Updated: The title of this post previously began “Why we left AngularJS: …”, but that was removed because these points are generally applicable to single-page JS app frameworks. Some folks construed this post as a criticism of AngularJS specifically, but that wasn’t my intent. — Quinn
When we opened up Sourcegraph to the public a few months ago, it was a rich AngularJS app. The server delivered the initial HTML page and hosted JSON endpoints. AngularJS did everything else. This was an easy way to create the initial version of Sourcegraph, in the early days before we knew what it’d become.
In a future post, we’ll talk more about how we made the transition from AngularJS to server-side Go templates. (Update: Read the post about how we built Sourcegraph’s web app in Go.)
We knew about many of these difficulties in advance, but we didn’t know how difficult they would be.
The former option requires you to spawn a headless browser (or tab) for each page load, which takes a lot more time and system resources than just producing HTML. Depending on the framework you use, it also takes some amount of work to determine when the page is ready to be render-dumped. You can cache the pages, but that’s merely an optimization and introduces further complexity if they change frequently. This will slow down your page loads by a couple of seconds, which harms your search engine rankings. (This paragraph used to incorrectly state that PhantomJS required Xvfb and WebKit; see the correction at the bottom.)
The latter option (making an alternate server-side site) suffices for simple sites, but it’s a nightmare when you have many kinds of pages. And if Google deems your alternate site to be too different from your main site, it will severely penalize you. You won’t know you’ve crossed the line until your traffic plummets.
Most analytics tools require error-prone, manual integration to use the HTML5 history API (pushState) for navigation. This is because they’re unable to automatically detect when your app navigates to a new page using pushState. Even if they were able, they’d still need to wait for a signal from your app to collect other information about the new page (such as the page title and other page-specific metrics you might be tracking).
How do you fix this? The solution depends on both your client-side routing library and the particular analytics tool you want to integrate. Using Google Analytics with Backbone.js? Try backbone.analytics. Using Heap (which is awesome, BTW) with UI-Router? Set up your own $stateChangeSuccess hook and call heap.track.
You’re not done yet. Are you tracking the initial page load? Perhaps you’re now double-tracking it? Are you tracking page load failures? What about when you use replaceState instead of pushState? It’s tough to even know if you have misconfigured your analytics hooks—or if a dependency upgrade breaks them—without frequently cross-checking your analytics. And when you discover an issue, it’s tough to recover the analytics data you missed (or eliminate duplicates).
Things are getting better, though. Gulp is a huge improvement.
In contrast, testing server-generated pages usually only requires libraries to fetch URLs and parse HTML, which are much simpler to install and configure.

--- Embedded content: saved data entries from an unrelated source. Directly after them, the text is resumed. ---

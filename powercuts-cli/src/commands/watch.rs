//! Watch command - refresh on an interval.

use anyhow::Result;
use clap::Args;
use std::io::{Write, stdout};
use tokio::time::{Duration, interval};
use tracing::{info, warn};

use super::status::{print_reports, refresh_all, select_entries};
use crate::monitor::EntryMonitor;
use crate::{Cli, OutputFormat};

/// Arguments for watch command.
#[derive(Args)]
pub struct WatchArgs {
    /// Refresh interval in seconds (defaults to the configured scan interval).
    #[arg(long, short)]
    pub interval: Option<u64>,

    /// Minimum interval to use.
    #[arg(long, default_value = "60")]
    pub min_interval: u64,

    /// Only this config entry.
    #[arg(long, short)]
    pub entry: Option<String>,
}

/// Runs the watch command.
pub async fn run(args: &WatchArgs, cli: &Cli) -> Result<()> {
    let settings = cli.load_settings().await?.get().await;
    let entries = select_entries(&settings, args.entry.as_deref(), None)?;

    let mut monitors: Vec<EntryMonitor> = entries
        .into_iter()
        .map(|entry| EntryMonitor::new(entry, &settings))
        .collect();

    let refresh_interval = args
        .interval
        .map(Duration::from_secs)
        .unwrap_or_else(|| coordinator_interval(&monitors, settings.scan_interval()))
        .max(Duration::from_secs(args.min_interval));

    info!(
        interval = refresh_interval.as_secs(),
        entries = monitors.len(),
        "Starting watch mode"
    );

    let mut ticker = interval(refresh_interval);

    loop {
        tokio::select! {
            _ = ticker.tick() => {}
            _ = tokio::signal::ctrl_c() => {
                info!("Stopping watch mode");
                return Ok(());
            }
        }

        let reports = refresh_all(&mut monitors).await;
        for report in reports.iter().filter(|r| !r.last_update_success) {
            warn!(
                entry_id = %report.entry_id,
                error = report.error.as_deref().unwrap_or("unknown"),
                "Refresh failed, showing last known data"
            );
        }

        if cli.format == OutputFormat::Text {
            // Clear screen
            print!("\x1b[2J\x1b[H");
            stdout().flush()?;

            let now = chrono::Local::now();
            println!(
                "powercuts watch - {} (refresh: {}s)",
                now.format("%H:%M:%S"),
                refresh_interval.as_secs()
            );
            println!("{}", "─".repeat(50));
            println!();
        }

        print_reports(&reports, cli)?;

        if cli.format == OutputFormat::Text {
            println!();
            println!("Press Ctrl+C to exit");
        }
    }
}

/// Shortest update interval among the monitored entries.
fn coordinator_interval(monitors: &[EntryMonitor], fallback: Duration) -> Duration {
    monitors
        .iter()
        .map(EntryMonitor::update_interval)
        .min()
        .unwrap_or(fallback)
}

#[cfg(test)]
mod tests {
    use super::*;
    use powercuts_store::{ConfigEntry, Settings};

    #[test]
    fn test_interval_follows_coordinators() {
        let settings = Settings {
            scan_interval_secs: 120,
            ..Settings::default()
        };
        let monitors = vec![EntryMonitor::new(ConfigEntry::new("NE1 1AA", "Home"), &settings)];

        assert_eq!(
            coordinator_interval(&monitors, Duration::from_secs(5)),
            Duration::from_secs(120)
        );
        assert_eq!(
            coordinator_interval(&[], Duration::from_secs(5)),
            Duration::from_secs(5)
        );
    }
}
// Lint configuration for this crate
#![warn(missing_docs)]
#![warn(clippy::all)]
#![warn(clippy::pedantic)]
#![allow(clippy::module_name_repetitions)]
#![allow(clippy::must_use_candidate)]

//! # Powercuts Store
//!
//! State management for `powercuts`.
//!
//! This crate provides:
//!
//! - **UpdateCoordinator**: Refreshes one config entry and holds its last
//!   known data, with watch channels for change notification
//! - **SettingsStore**: Config entries and preferences with persistence
//! - **ConfigFlow / OptionsFlow**: Validated creation and editing of entries
//! - **Persistence**: File I/O helpers for JSON data
//!
//! ## Usage
//!
//! ```ignore
//! use powercuts_fetch::PowerCutFetcher;
//! use powercuts_store::{SettingsStore, UpdateCoordinator};
//!
//! let settings = SettingsStore::load_default().await?.get().await;
//! let entry = &settings.entries[0];
//!
//! let coordinator = UpdateCoordinator::for_entry(
//!     entry,
//!     PowerCutFetcher::new(settings.fetch_settings()),
//! );
//! coordinator.refresh().await?;
//!
//! let mut rx = coordinator.subscribe();
//! while rx.changed().await.is_ok() {
//!     println!("{} power cuts", coordinator.snapshot().await.len());
//! }
//! ```

pub mod config_flow;
pub mod coordinator;
pub mod error;
pub mod persistence;
pub mod settings_store;

pub use config_flow::{ConfigFlow, FlowErrors, FlowResult, OptionsFlow, UserInput};
pub use coordinator::UpdateCoordinator;
pub use error::StoreError;
pub use persistence::{
    default_config_dir, default_settings_path, ensure_dir, load_json, load_json_or_default,
    save_json,
};
pub use settings_store::{ConfigEntry, EntryData, EntryOptions, LogLevel, Settings, SettingsStore};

Once you start writing browser tests, you must deal with asynchronous loading. You can’t test a page element that hasn’t loaded yet, but if it doesn’t load within a certain timeout, then your test should fail. Browser test libraries provide helper functions for this, but they can only help so much on complex pages.
What do you get when you combine a heavyweight browser test harness (Selenium, plus either Firefox or WebKit) and much greater test complexity (due to the asynchronous nature of browser tests)? Your tests require more configuration, will take much longer to run, and will be much flakier.

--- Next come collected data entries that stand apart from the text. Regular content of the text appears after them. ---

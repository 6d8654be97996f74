//! Timestamp parsing for the `LoggedTime` and `EstimatedTimeTillResolution`
//! fields.
//!
//! The upstream API is inconsistent: most values are RFC 3339 with a `Z`
//! suffix, some carry no offset at all and a few are bare dates. Parsing is
//! lenient and the normalized output always uses a `T` separator, a
//! `+HH:MM` offset for offset-aware values and microsecond precision only
//! when the fractional part is non-zero.

use chrono::{DateTime, FixedOffset, NaiveDate, NaiveDateTime, NaiveTime, Timelike, Utc};
use serde::{Serialize, Serializer};
use std::fmt;
use std::str::FromStr;

use crate::error::CoreError;

/// Offset-aware formats tried after RFC 3339.
const AWARE_FORMATS: &[&str] = &["%Y-%m-%dT%H:%M:%S%.f%z", "%Y-%m-%d %H:%M:%S%.f%z"];

/// Formats without an offset.
const NAIVE_FORMATS: &[&str] = &[
    "%Y-%m-%dT%H:%M:%S%.f",
    "%Y-%m-%d %H:%M:%S%.f",
    "%Y-%m-%dT%H:%M",
    "%Y-%m-%d %H:%M",
];

/// A parsed upstream timestamp.
#[derive(Debug, Clone, Copy, PartialEq, Eq)]
pub enum Timestamp {
    /// Timestamp with a UTC offset.
    Aware(DateTime<FixedOffset>),
    /// Timestamp without offset information.
    Naive(NaiveDateTime),
}

impl Timestamp {
    /// Parses a raw field value. Returns `None` for empty or unparseable input.
    pub fn parse(raw: &str) -> Option<Self> {
        let raw = raw.trim();
        if raw.is_empty() {
            return None;
        }

        if let Ok(dt) = DateTime::parse_from_rfc3339(raw) {
            return Some(Self::Aware(dt));
        }

        for format in AWARE_FORMATS {
            if let Ok(dt) = DateTime::parse_from_str(raw, format) {
                return Some(Self::Aware(dt));
            }
        }

        for format in NAIVE_FORMATS {
            if let Ok(dt) = NaiveDateTime::parse_from_str(raw, format) {
                return Some(Self::Naive(dt));
            }
        }

        NaiveDate::parse_from_str(raw, "%Y-%m-%d")
            .ok()
            .map(|date| Self::Naive(date.and_time(NaiveTime::MIN)))
    }

    /// Normalized ISO-8601 representation.
    pub fn to_iso_string(&self) -> String {
        match self {
            Self::Aware(dt) => format!("{}{}", format_naive(&dt.naive_local()), dt.format("%:z")),
            Self::Naive(dt) => format_naive(dt),
        }
    }

    /// The instant in UTC, if the timestamp carries an offset.
    pub fn to_utc(&self) -> Option<DateTime<Utc>> {
        match self {
            Self::Aware(dt) => Some(dt.with_timezone(&Utc)),
            Self::Naive(_) => None,
        }
    }

    /// True if an offset was present in the input.
    pub fn is_aware(&self) -> bool {
        matches!(self, Self::Aware(_))
    }
}

fn format_naive(dt: &NaiveDateTime) -> String {
    let micros = (dt.nanosecond() / 1_000) % 1_000_000;
    let base = dt.format("%Y-%m-%dT%H:%M:%S");
    if micros == 0 {
        base.to_string()
    } else {
        format!("{base}.{micros:06}")
    }
}

impl fmt::Display for Timestamp {
    fn fmt(&self, f: &mut fmt::Formatter<'_>) -> fmt::Result {
        f.write_str(&self.to_iso_string())
    }
}

impl FromStr for Timestamp {
    type Err = CoreError;

    fn from_str(s: &str) -> Result<Self, Self::Err> {
        Self::parse(s).ok_or_else(|| CoreError::InvalidTimestamp(s.to_string()))
    }
}

impl Serialize for Timestamp {
    fn serialize<S: Serializer>(&self, serializer: S) -> Result<S::Ok, S::Error> {
        serializer.serialize_str(&self.to_iso_string())
    }
}
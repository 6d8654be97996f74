//! Postcode normalization and matching.

use serde::{Deserialize, Serialize};
use std::fmt;

use crate::consts::{MAX_POSTCODE_LENGTH, MIN_POSTCODE_LENGTH};
use crate::error::CoreError;

/// Uppercases a postcode and strips every whitespace character.
///
/// ```
/// assert_eq!(powercuts_core::normalize_postcode(" ne1 1aa "), "NE11AA");
/// ```
pub fn normalize_postcode(raw: &str) -> String {
    raw.chars()
        .filter(|c| !c.is_whitespace())
        .flat_map(char::to_uppercase)
        .collect()
}

/// A normalized postcode.
///
/// Used both to match upstream records (substring match) and as the
/// unique id of a config entry.
#[derive(Debug, Clone, PartialEq, Eq, Hash, Serialize, Deserialize)]
#[serde(transparent)]
pub struct PostcodeQuery(String);

impl PostcodeQuery {
    /// Normalizes `raw` into a query. No length validation is performed.
    pub fn new(raw: &str) -> Self {
        Self(normalize_postcode(raw))
    }

    /// Normalizes and validates the length (5 to 7 characters).
    pub fn parse(raw: &str) -> Result<Self, CoreError> {
        let query = Self::new(raw);
        query.validate()?;
        Ok(query)
    }

    /// Checks the normalized length.
    pub fn validate(&self) -> Result<(), CoreError> {
        let length = self.len();
        if (MIN_POSTCODE_LENGTH..=MAX_POSTCODE_LENGTH).contains(&length) {
            Ok(())
        } else {
            Err(CoreError::InvalidPostcode {
                postcode: self.0.clone(),
                length,
                min: MIN_POSTCODE_LENGTH,
                max: MAX_POSTCODE_LENGTH,
            })
        }
    }

    /// The normalized postcode.
    pub fn as_str(&self) -> &str {
        &self.0
    }

    /// Length in characters.
    pub fn len(&self) -> usize {
        self.0.chars().count()
    }

    /// True for an empty query.
    pub fn is_empty(&self) -> bool {
        self.0.is_empty()
    }

    /// True when the normalized `candidate` contains this query.
    ///
    /// Empty candidates never match.
    pub fn matches(&self, candidate: &str) -> bool {
        let candidate = normalize_postcode(candidate);
        !candidate.is_empty() && candidate.contains(self.0.as_str())
    }
}

impl fmt::Display for PostcodeQuery {
    fn fmt(&self, f: &mut fmt::Formatter<'_>) -> fmt::Result {
        f.write_str(&self.0)
    }
}

impl AsRef<str> for PostcodeQuery {
    fn as_ref(&self) -> &str {
        &self.0
    }
}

That sounds like a win for client-side apps, but it can actually be a curse in disguise.
Consider a client-side JS app that gives the appearance of loading a page immediately after the user clicks a link. Suppose the user navigates to a page with a sidebar that is populated with data that takes 5 seconds to load. The app feels fast on first glance, but if you’re a user who needs the information on the sidebar, the site feels painfully slow to you. Even if the particular content you want loads instantly, you still have to endure the spinning loading indicators and the post-load jitter as the page is filled in.
Now consider the developer who wants to add a new feature to that page. It’s harder to argue that her feature must load quickly—it’s all asynchronous, so who cares if something at the bottom of the page loads a few seconds later? Repeat this a few times and the whole site starts to feel laggy and jittery.
In a server-side app, if one API call was slow, the whole page would block until it finished. It’s impossible to ignore server-side slowness because it’s easier to measure and affects everyone equally. But it’s easier to ignore slowness on a client-side JS app.
None of these issues is a huge problem by itself. There were many things we could have done (and did do) to mitigate them. Taken together, though, these issues mean that client-side JS frameworks were a big burden on our development.
Also, keep in mind that each site is different. In particular, Sourcegraph is a content site, which means its pages don’t change much after loading (compared to a rich application). We still love these technologies, but they just weren’t the right tools for our main site.
Check back next week for more about how we made the transition away from AngularJS to Go’s template library.
Corrections: An earlier version of this post incorrectly stated that PhantomJS required Xvfb and WebKit. Recent builds no longer require those dependencies. Sorry for the error. Thanks to Ariya Hidayat for the correction.